Work order - The stretch wanted below opens at the line containing "self.cells.is_empty()" and closes at the line containing "pub fn contains(&self, coordinate: Coordinate)". Please return it exactly, with no other lines.

Data to examine -
►
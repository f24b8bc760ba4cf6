//! Write-once colour grid and the coordinate type used to address it
//!
//! The canvas is the ground truth of what has been placed. Cells start empty
//! and each one transitions to filled exactly once; a second write is an
//! invariant violation rather than an overwrite.

use crate::color::Color;
use crate::io::error::{AlgorithmError, Result};
use ndarray::Array2;
use std::fmt;

/// Grid cell address, `0 <= x < width`, `0 <= y < height`
#[derive(Debug, Clone, Copy, PartialEq, Eq, Hash, PartialOrd, Ord)]
pub struct Coordinate {
    /// Column
    pub x: usize,
    /// Row
    pub y: usize,
}

impl Coordinate {
    /// Create a coordinate from column and row
    pub const fn new(x: usize, y: usize) -> Self {
        Self { x, y }
    }

    /// Row-major cell index for a grid `width` cells wide
    pub const fn index(self, width: usize) -> usize {
        self.y * width + self.x
    }

    /// Inverse of [`Coordinate::index`]
    pub const fn from_index(index: usize, width: usize) -> Self {
        Self {
            x: index % width,
            y: index / width,
        }
    }

    /// In-bounds cells of the `(2h+1)` x `(2h+1)` window around `self`, excluding `self`
    ///
    /// Yields in row-major order.
    pub fn neighbourhood(
        self,
        half_width: usize,
        width: usize,
        height: usize,
    ) -> impl Iterator<Item = Self> {
        // Clamped to the grid; cost must not grow with half_width
        let rows = self.y.saturating_sub(half_width)
            ..=self.y.saturating_add(half_width).min(height.saturating_sub(1));
        let cols = self.x.saturating_sub(half_width)
            ..=self.x.saturating_add(half_width).min(width.saturating_sub(1));

        rows.flat_map(move |y| cols.clone().map(move |x| Self::new(x, y)))
            .filter(move |cell| *cell != self && cell.x < width && cell.y < height)
    }
}

impl fmt::Display for Coordinate {
    fn fmt(&self, f: &mut fmt::Formatter<'_>) -> fmt::Result {
        write!(f, "({}, {})", self.x, self.y)
    }
}

/// `width` x `height` grid of optional colours, indexed `[y, x]`
#[derive(Debug, Clone, PartialEq)]
pub struct Canvas {
    cells: Array2<Option<Color>>,
    filled: usize,
}

impl Canvas {
    /// Create an empty canvas
    pub fn new(width: usize, height: usize) -> Self {
        Self {
            cells: Array2::from_elem((height, width), None),
            filled: 0,
        }
    }

    /// Width in cells
    pub fn width(&self) -> usize {
        self.cells.ncols()
    }

    /// Height in cells
    pub fn height(&self) -> usize {
        self.cells.nrows()
    }

    /// Total number of cells
    pub fn len(&self) -> usize {
        self.cells.len()
    }

    /// True for a zero-area canvas
    pub fn is_empty(&self) -> bool {
        self.cells.is_empty()
    }

    /// Number of filled cells
    pub const fn filled(&self) -> usize {
        self.filled
    }

    /// True once every cell holds a colour
    pub fn is_complete(&self) -> bool {
        self.filled == self.len()
    }

    /// Whether `coordinate` lies on the canvas
    pub fn contains(&self, coordinate: Coordinate) -> bool {
        coordinate.x < self.width() && coordinate.y < self.height()
    }

    /// Colour at `coordinate`; `None` if empty or out of bounds
    pub fn get(&self, coordinate: Coordinate) -> Option<&Color> {
        self.cells
            .get([coordinate.y, coordinate.x])
            .and_then(Option::as_ref)
    }

    /// Whether `coordinate` is in bounds and filled
    pub fn is_filled(&self, coordinate: Coordinate) -> bool {
        self.get(coordinate).is_some()
    }

    /// Write `color` into an empty cell
    ///
    /// # Errors
    ///
    /// Returns an error if the cell is already filled or out of bounds
    pub fn place(&mut self, coordinate: Coordinate, color: Color) -> Result<()> {
        let (width, height) = (self.width(), self.height());
        let Some(cell) = self.cells.get_mut([coordinate.y, coordinate.x]) else {
            return Err(AlgorithmError::InvalidParameter {
                parameter: "coordinate",
                value: coordinate.to_string(),
                reason: format!("outside {width}x{height} canvas"),
            });
        };
        if cell.is_some() {
            return Err(AlgorithmError::CellOccupied {
                coordinate,
                index: None,
            });
        }

        *cell = Some(color);
        self.filled += 1;
        Ok(())
    }

    /// Filled neighbours of `coordinate` within `half_width`
    pub fn filled_neighbours(
        &self,
        coordinate: Coordinate,
        half_width: usize,
    ) -> impl Iterator<Item = &Color> {
        coordinate
            .neighbourhood(half_width, self.width(), self.height())
            .filter_map(move |neighbour| self.get(neighbour))
    }

    /// Iterate `(coordinate, cell)` pairs in row-major order
    pub fn cells(&self) -> impl Iterator<Item = (Coordinate, Option<&Color>)> {
        self.cells
            .indexed_iter()
            .map(|((y, x), cell)| (Coordinate::new(x, y), cell.as_ref()))
    }
}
◄
Solution to this problem -
        self.cells.is_empty()
    }

    /// Number of filled cells
    pub const fn filled(&self) -> usize {
        self.filled
    }

    /// True once every cell holds a colour
    pub fn is_complete(&self) -> bool {
        self.filled == self.len()
    }

    /// Whether `coordinate` lies on the canvas
    pub fn contains(&self, coordinate: Coordinate) -> bool {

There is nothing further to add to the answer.